Also Meet With Representatives of ASC; Urge Delay of March 29th Go-Live Date
On February 6 ASA, along with the National Association of Independent Fee Appraisers (NAIFA), sent a letter to the Appraisal Subcommittee (ASC) urging them to delay the planned March 29th implementation of the national appraisal complaint hotline, as required by the Dodd-Frank Act.
In pushing for the delay, ASA and NAIFA pointed to several issues regarding the hotline’s formation:
- That the hotline was created in a closed process, without adequate stakeholder exposure or input;
- The hotline, as proposed, violates Congress’s intent and the clear language of Dodd-Frank;
- The hotline has morphed from a tool for appraisers to report instances of undue influence into a “catch-all” tool where anyone can file a complaint against an appraiser for any alleged violation of USPAP, regardless of whether it is legitimate; and,
- The open-ended cipher design of the hotline will greatly increase the volume of complaints against appraisers, impose undue, excessive burdens on them and on state appraiser licensing agencies, and possibly gum up the mortgage loan processing system. Ironically, the open-ended hotline is likely to increase pressure on appraisers to come up with market values that will make a mortgage transaction appear to be safely collateralized.

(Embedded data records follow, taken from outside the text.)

//! tunemetrics - "guess the track" round builder
//!
//! This crate turns an artist's upstream music catalog into trivia rounds:
//! one target track plus distractor titles, chosen through a multi-policy
//! priority queue so the wrong answers mix hits, deep cuts, old and new
//! releases.
//!
//! The pieces, bottom-up:
//!
//! - [`proxy`]: authenticated upstream requests with client/user token
//!   resolution and a single retry after a rejected client token
//! - [`catalog`]: paginated, batched artist catalog fetching with partial
//!   failure tolerance
//! - [`cache`]: bounded LRU memoization of async producers
//! - [`queue`]: the four-policy priority queue
//! - [`round`]: round assembly and the game session state machine
//! - [`service`]: the facade wiring all of the above together
//!
//! # Example
//!
//! ```rust,no_run
//! use tunemetrics::TuneMetrics;
//!
//! #[tokio::main]
//! async fn main() -> tunemetrics::Result<()> {
//!     let service = TuneMetrics::builder()
//!         .client_credentials("client-id", "client-secret")
//!         .build()?;
//!
//!     match service.build_round("0OdUWJ0sBjDrqHygGUXeCF", "user-token").await? {
//!         Some(round) => println!("options: {:?}", round.options),
//!         None => println!("nothing playable"),
//!     }
//!     Ok(())
//! }
//! ```

pub mod cache;
pub mod catalog;
pub mod config;
pub mod error;
pub mod proxy;
pub mod queue;
pub mod round;
pub mod service;
pub mod telemetry;
pub mod ticker;
pub mod types;
mod version;

// Re-export main types at crate root
pub use error::{Result, TuneError};
pub use service::{GameService, TuneMetrics, TuneMetricsBuilder};
pub use version::{GIT_BRANCH, GIT_SHA, PKG_VERSION, git_dirty, version_string};

pub use cache::{CacheConfig, Memoized};
pub use catalog::{CatalogConfig, CatalogFetcher};
pub use proxy::{CallerContext, Credentials, RequestOptions, RequestProxy, TokenKind};
pub use queue::{DequeuePolicy, PolicyQueue};
pub use round::{AnswerResult, GamePhase, GameSession, RoundBuilder, RoundOptions, assemble_round};
pub use types::{Album, ArtistRef, Image, RoundData, Track};
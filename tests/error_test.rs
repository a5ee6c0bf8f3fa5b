use tunemetrics::{Result, TuneError};

#[test]
fn test_error_display() {
    let err = TuneError::Upstream {
        status: 404,
        body: "no such artist".to_string(),
    };
    assert!(err.to_string().contains("404"));
    assert!(err.to_string().contains("no such artist"));
}

#[test]
fn test_result_alias() {
    fn returns_error() -> Result<()> {
        Err(TuneError::Unauthenticated)
    }
    assert!(returns_error().is_err());
}

#[test]
fn test_json_error_conversion() {
    fn parse() -> Result<serde_json::Value> {
        Ok(serde_json::from_str("{oops")?)
    }
    assert!(matches!(parse(), Err(TuneError::Json(_))));
}

// ============================================================================
// Auth failure classification
// ============================================================================

#[test]
fn auth_failures() {
    assert!(TuneError::Unauthenticated.is_auth_failure());
    assert!(TuneError::ExpiredUserSession { status: 401 }.is_auth_failure());
    assert!(
        TuneError::Upstream {
            status: 401,
            body: String::new()
        }
        .is_auth_failure()
    );
    assert!(
        TuneError::Upstream {
            status: 403,
            body: String::new()
        }
        .is_auth_failure()
    );
    assert!(
        TuneError::TokenExchange {
            status: 400,
            body: "invalid_client".into()
        }
        .is_auth_failure()
    );
}

#[test]
fn non_auth_failures() {
    assert!(
        !TuneError::Upstream {
            status: 500,
            body: String::new()
        }
        .is_auth_failure()
    );
    assert!(
        !TuneError::Upstream {
            status: 429,
            body: String::new()
        }
        .is_auth_failure()
    );
    assert!(
        !TuneError::TokenExchange {
            status: 503,
            body: String::new()
        }
        .is_auth_failure()
    );
    assert!(!TuneError::Http("connection reset".into()).is_auth_failure());
    assert!(!TuneError::InvalidInput("empty".into()).is_auth_failure());
    assert!(!TuneError::Configuration("missing".into()).is_auth_failure());
}

#[test]
fn status_is_exposed_for_http_errors() {
    assert_eq!(TuneError::ExpiredUserSession { status: 403 }.status(), Some(403));
    assert_eq!(
        TuneError::Upstream {
            status: 502,
            body: String::new()
        }
        .status(),
        Some(502)
    );
    assert_eq!(TuneError::Unauthenticated.status(), None);
    assert_eq!(TuneError::Http("timeout".into()).status(), None);
}

#[test]
fn recoverable_errors() {
    assert!(
        TuneError::Upstream {
            status: 500,
            body: String::new()
        }
        .is_recoverable()
    );
    assert!(TuneError::Http("connection reset".into()).is_recoverable());
    assert!(
        !TuneError::Upstream {
            status: 401,
            body: String::new()
        }
        .is_recoverable()
    );
    assert!(!TuneError::ExpiredUserSession { status: 401 }.is_recoverable());
    assert!(!TuneError::Configuration("no client credentials".into()).is_recoverable());
    assert!(!TuneError::InvalidInput("empty".into()).is_recoverable());
}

On February 7, government relations representatives for ASA and NAIFA met with Jim Park, Executive Director of ASC, along with senior staff, to further discuss the letter’s contents and to request an opportunity for the two organizations to be heard by the full ASC board.
You can read the full letter sent to the ASC by clicking here.
Scott A. Austin, IFA sent along these excerpts:
The bottom line:
“What is almost certain to happen – if the hotline website and system permit complaints involving alleged violations of any and all USPAP provisions – is an influx of large numbers of complaints that are spurious or fundamentally mistaken – complaints which will, nevertheless, raise questions about the professionalism of the appraiser complained against, occupy his or her time and attention and force state or federal agencies to review them. These are likely, but very unwelcome, outcomes that
the ASC should want to avoid..."“While our organizations strongly support the hotline system for the purpose intended by Congress, we do not support a complaint system that permits individuals to trigger an investigative process that is unrelated to appraiser independence matters. We also do not support a process which excludes stakeholders from having a say in the implementation of a unique federal program, like the hotline program, which impacts our members in vital ways. Congress unambiguously intended the hotline to concern itself solely with appraiser independence issues; and the complaint system designed by the agencies should clearly reflect that fact.”